## Your goal
Your job is to report every line of the entries that has "FilterExpression".

## Source records
****************************************

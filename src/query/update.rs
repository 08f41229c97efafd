use bson::Document;

use crate::errors::FilterError;

use super::compile::compile;
use super::types::{FieldValue, FilterExpression, MATCH_ALL};

/// Which documents an update applies to, after precedence has been resolved.
#[derive(Debug, Clone, Copy, PartialEq)]
pub enum UpdateTarget<'a> {
    Id(&'a str),
    Filter(&'a FilterExpression),
    All,
}

/// Field assignments plus the selector of the documents they apply to.
///
/// Always carries at least one assignment; construct it through [`UpdateSpec::builder`] or the
/// shorthand constructors.
#[derive(Debug, Clone, PartialEq)]
pub struct UpdateSpec {
    id: Option<String>,
    filter: Option<FilterExpression>,
    assignments: Vec<FieldValue>,
}

impl UpdateSpec {
    #[must_use]
    pub fn builder() -> UpdateSpecBuilder {
        UpdateSpecBuilder::default()
    }

    /// # Errors
    /// Returns `FilterError::EmptyUpdate` when `assignments` is empty.
    pub fn by_id(id: impl Into<String>, assignments: Vec<FieldValue>) -> Result<Self, FilterError> {
        Self::builder().id(id).set_all(assignments).build()
    }

    /// # Errors
    /// Returns `FilterError::EmptyUpdate` when `assignments` is empty.
    pub fn by_filter(
        filter: FilterExpression,
        assignments: Vec<FieldValue>,
    ) -> Result<Self, FilterError> {
        Self::builder().filter(filter).set_all(assignments).build()
    }

    /// # Errors
    /// Returns `FilterError::EmptyUpdate` when `assignments` is empty.
    pub fn all(assignments: Vec<FieldValue>) -> Result<Self, FilterError> {
        Self::builder().set_all(assignments).build()
    }

    #[must_use]
    pub fn assignments(&self) -> &[FieldValue] {
        &self.assignments
    }

    /// Explicit id beats an explicit filter, which beats matching everything.
    #[must_use]
    pub fn target(&self) -> UpdateTarget<'_> {
        if let Some(id) = self.id.as_deref() {
            UpdateTarget::Id(id)
        } else if let Some(filter) = &self.filter {
            UpdateTarget::Filter(filter)
        } else {
            UpdateTarget::All
        }
    }

    /// Query-filter string selecting the documents to update.
    ///
    /// # Errors
    /// Returns `FilterError::Structural` when the target filter is malformed.
    pub fn compile_target(&self) -> Result<String, FilterError> {
        match self.target() {
            UpdateTarget::Id(id) => compile(&FilterExpression::by_id(id)),
            UpdateTarget::Filter(filter) => compile(filter),
            UpdateTarget::All => Ok(MATCH_ALL.to_string()),
        }
    }

    /// Single `$set` document covering every assignment. A field assigned twice keeps the last
    /// value.
    #[must_use]
    pub fn get_update_definition(&self) -> Document {
        let mut set = Document::new();
        for fv in &self.assignments {
            set.insert(fv.field.clone(), fv.value.clone());
        }
        let mut update = Document::new();
        update.insert("$set", set);
        update
    }
}

#[derive(Debug, Default)]
pub struct UpdateSpecBuilder {
    id: Option<String>,
    filter: Option<FilterExpression>,
    assignments: Vec<FieldValue>,
}

impl UpdateSpecBuilder {
    #[must_use]
    pub fn id(mut self, id: impl Into<String>) -> Self {
        self.id = Some(id.into());
        self
    }

    #[must_use]
    pub fn filter(mut self, filter: FilterExpression) -> Self {
        self.filter = Some(filter);
        self
    }

    #[must_use]
    pub fn set(mut self, field: impl Into<String>, value: impl Into<bson::Bson>) -> Self {
        self.assignments.push(FieldValue::new(field, value));
        self
    }

    #[must_use]
    pub fn set_all(mut self, assignments: Vec<FieldValue>) -> Self {
        self.assignments.extend(assignments);
        self
    }

    /// # Errors
    /// Returns `FilterError::EmptyUpdate` if no field was assigned.
    pub fn build(self) -> Result<UpdateSpec, FilterError> {
        if self.assignments.is_empty() {
            return Err(FilterError::EmptyUpdate);
        }
        Ok(UpdateSpec { id: self.id, filter: self.filter, assignments: self.assignments })
    }
}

****************************************

## Output for this task
use super::types::{FieldValue, FilterExpression, MATCH_ALL};
    Filter(&'a FilterExpression),
    filter: Option<FilterExpression>,
        filter: FilterExpression,
            UpdateTarget::Id(id) => compile(&FilterExpression::by_id(id)),
    filter: Option<FilterExpression>,
    pub fn filter(mut self, filter: FilterExpression) -> Self {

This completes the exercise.